Les actions listées sont, là aussi, celles que l’on peut rencontrer dans toute bibliothèque publique : des actions de diffusion (prêt et consultation de documents, cercles de lecture, lectures théâtralisées, rencontres avec des professionnels, expositions) et des actions d’animation (ateliers d’écriture animés par des écrivains, ateliers de lecture à voix haute animés par des comédiens, des conteurs, autres ateliers : reliure, calligraphie, illustrations, etc.).
Les conseils pratiques s’attachent surtout aux conditions matérielles de fonctionnement et restent généralistes. Le réseau des bibliothèques publiques fait l’objet d’un court développement au titre des partenaires aux côtés de la Drac, des structures régionales pour le livre (agences de coopération et centres régionaux du livre), du Centre national du livre et de la Maison des écrivains. Un extrait de la circulaire interministérielle Culture/Justice de 1992, relative au fonctionnement des bibliothèques, complète cette partie « Livre et lecture ».
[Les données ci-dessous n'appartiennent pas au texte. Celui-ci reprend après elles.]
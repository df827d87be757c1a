// Runtime handle management for the plan execution engine.
//
// Grounded on `task_executor::Executor` (pantsbuild-pants): the borrowed vs.
// owned lifecycle distinction lets the engine either run inside a runtime the
// caller already owns (tests, embedding in another async program) or start
// and later tear down its own. `WaitingWork` is grounded on the same crate's
// `TailTasks`, repurposed to track the engine's in-flight `Promise` pool work
// so that `quit`/`force_quit` (spec section 4.5) can drain it subject to a
// timeout instead of leaking tasks.
#![deny(warnings)]
#![deny(clippy::all)]
#![allow(clippy::too_many_arguments, clippy::new_without_default)]

use std::collections::HashMap;
use std::future::Future;
use std::sync::Arc;
use std::time::{Duration, Instant};

use futures::future::FutureExt;
use parking_lot::Mutex;
use tokio::runtime::{Builder, Handle, Runtime};
use tokio::task::{Id, JoinError, JoinHandle, JoinSet};

/// A handle to the tokio runtime that drives the engine thread and the
/// `Promise` pool.
///
/// "Borrowed" executors (`Executor::new`) run on a `Runtime` owned by the
/// caller (e.g. a `#[tokio::test]` function) and have no shutdown effect of
/// their own. "Owned" executors (`Executor::new_owned`) start their own
/// multi-threaded `Runtime` and tear it down on `shutdown`.
#[derive(Debug, Clone)]
pub struct Executor {
    runtime: Arc<Mutex<Option<Runtime>>>,
    handle: Handle,
}

impl Executor {
    /// Wraps the currently-entered tokio runtime. Dropping all clones of the
    /// returned `Executor` has no effect on that runtime's lifecycle.
    pub fn new() -> Executor {
        Executor {
            runtime: Arc::new(Mutex::new(None)),
            handle: Handle::current(),
        }
    }

    /// Starts and owns a new multi-threaded runtime with the given thread
    /// configuration.
    pub fn new_owned(num_worker_threads: usize, max_threads: usize) -> Result<Executor, String> {
        let mut builder = Builder::new_multi_thread();
        builder
            .worker_threads(num_worker_threads)
            .max_blocking_threads(max_threads.saturating_sub(num_worker_threads).max(1))
            .enable_all();

        let runtime = builder
            .build()
            .map_err(|e| format!("failed to start the engine runtime: {e}"))?;
        let handle = runtime.handle().clone();
        Ok(Executor {
            runtime: Arc::new(Mutex::new(Some(runtime))),
            handle,
        })
    }

    /// A clone of this `Executor` that does not participate in shutdown.
    pub fn to_borrowed(&self) -> Executor {
        Executor {
            runtime: Arc::new(Mutex::new(None)),
            handle: self.handle.clone(),
        }
    }

    pub fn handle(&self) -> &Handle {
        &self.handle
    }

    /// Spawns `future` as a new task, recovering from a panicked task via
    /// `rescue_join_error` rather than propagating the `JoinError`.
    pub fn spawn<O, F>(
        &self,
        future: F,
        rescue_join_error: impl FnOnce(JoinError) -> O,
    ) -> impl Future<Output = O>
    where
        O: Send + 'static,
        F: Future<Output = O> + Send + 'static,
    {
        self.native_spawn(future).map(|res| match res {
            Ok(o) => o,
            Err(e) => rescue_join_error(e),
        })
    }

    pub fn native_spawn<O, F>(&self, future: F) -> JoinHandle<O>
    where
        O: Send + 'static,
        F: Future<Output = O> + Send + 'static,
    {
        self.handle.spawn(future)
    }

    /// Runs `future` to completion, blocking the calling thread. Only to be
    /// called from outside of any async context.
    pub fn block_on<F: Future>(&self, future: F) -> F::Output {
        self.handle.block_on(future)
    }

    /// Spawns a blocking closure on the runtime's blocking thread pool: the
    /// execution location used for `Promise` steps run `:on_pool`.
    pub fn spawn_blocking<F, R>(
        &self,
        f: F,
        rescue_join_error: impl FnOnce(JoinError) -> R,
    ) -> impl Future<Output = R>
    where
        F: FnOnce() -> R + Send + 'static,
        R: Send + 'static,
    {
        self.native_spawn_blocking(f).map(|res| match res {
            Ok(o) => o,
            Err(e) => rescue_join_error(e),
        })
    }

    pub fn native_spawn_blocking<F, R>(&self, f: F) -> JoinHandle<R>
    where
        F: FnOnce() -> R + Send + 'static,
        R: Send + 'static,
    {
        self.handle.spawn_blocking(f)
    }

    /// Shuts down an owned `Executor`'s runtime, leaking any tasks that do
    /// not complete within `timeout`. A no-op for borrowed executors.
    pub fn shutdown(&self, timeout: Duration) {
        let Some(runtime) = self.runtime.lock().take() else {
            return;
        };
        let start = Instant::now();
        runtime.shutdown_timeout(timeout + Duration::from_millis(250));
        if start.elapsed() > timeout {
            log::warn!("engine runtime shutdown took unexpectedly long: tasks were likely leaked");
        }
    }

    pub fn is_shutdown(&self) -> bool {
        self.runtime.lock().is_none()
    }
}

impl Default for Executor {
    fn default() -> Self {
        Self::new()
    }
}

struct WaitingWorkInner {
    id_to_label: HashMap<Id, String>,
    task_set: JoinSet<()>,
}

/// Tracks `Promise` pool work spawned while the engine is running, so that
/// `quit`/`force_quit` can wait for it to drain (subject to a timeout) instead
/// of abandoning it mid-flight.
#[derive(Clone)]
pub struct WaitingWork {
    inner: Arc<Mutex<Option<WaitingWorkInner>>>,
}

impl WaitingWork {
    pub fn new() -> Self {
        WaitingWork {
            inner: Arc::new(Mutex::new(Some(WaitingWorkInner {
                id_to_label: HashMap::new(),
                task_set: JoinSet::new(),
            }))),
        }
    }

    /// Registers a pending promise step under `label` so that `join_all` can
    /// report on it if it never completes.
    pub fn spawn_on<F>(&self, label: &str, handle: &Handle, task: F)
    where
        F: Future<Output = ()> + Send + 'static,
    {
        let mut guard = self.inner.lock();
        let Some(inner) = guard.as_mut() else {
            log::warn!("waiting work `{label}` submitted after engine shutdown");
            return;
        };
        let h = inner.task_set.spawn_on(task, handle);
        inner.id_to_label.insert(h.id(), label.to_string());
    }

    /// Waits for all tracked work to finish, subject to `timeout`. Matches
    /// `join_all_waiting_work`: any work still outstanding past the timeout is
    /// logged and abandoned rather than awaited further.
    pub async fn join_all(self, timeout: Duration) {
        let mut inner = match self.inner.lock().take() {
            Some(inner) => inner,
            None => {
                log::debug!("waiting work joined more than once");
                return;
            }
        };

        if inner.task_set.is_empty() {
            return;
        }

        let mut timeout = tokio::time::sleep(timeout).boxed();
        loop {
            tokio::select! {
                biased;

                _ = &mut timeout => break,

                next = inner.task_set.join_next_with_id() => {
                    match next {
                        Some(Ok((id, _))) => {
                            inner.id_to_label.remove(&id);
                        }
                        Some(Err(err)) => {
                            let label = inner.id_to_label.get(&err.id());
                            log::error!("waiting work `{label:?}` panicked: {err:?}");
                        }
                        None => break,
                    }
                }
            }
        }

        if !inner.task_set.is_empty() {
            log::warn!(
                "{} promise task(s) did not complete before quit timeout: {}",
                inner.task_set.len(),
                inner.id_to_label.values().cloned().collect::<Vec<_>>().join(", "),
            );
            inner.task_set.abort_all();
        }
    }
}

impl Default for WaitingWork {
    fn default() -> Self {
        Self::new()
    }
}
Près de vingt ans après les rencontres internationales de Reims sur la culture en prison en 1985 3, peu de littérature professionnelle est à notre disposition. Ce guide, somme toute synthétique, a le mérite de proposer un premier cadre pour développer les nécessaires partenariats entre les professionnels de la culture, artistes et institutions, et les services pénitentiaires. On déplorera toutefois qu’il ne fournisse que les renvois au Code de procédure pénal, ne donnant pas directement d’informations sur les comportements en détention tels que les droits et obligations des intervenants extérieurs. Il n’en constitue pas moins une ressource précieuse.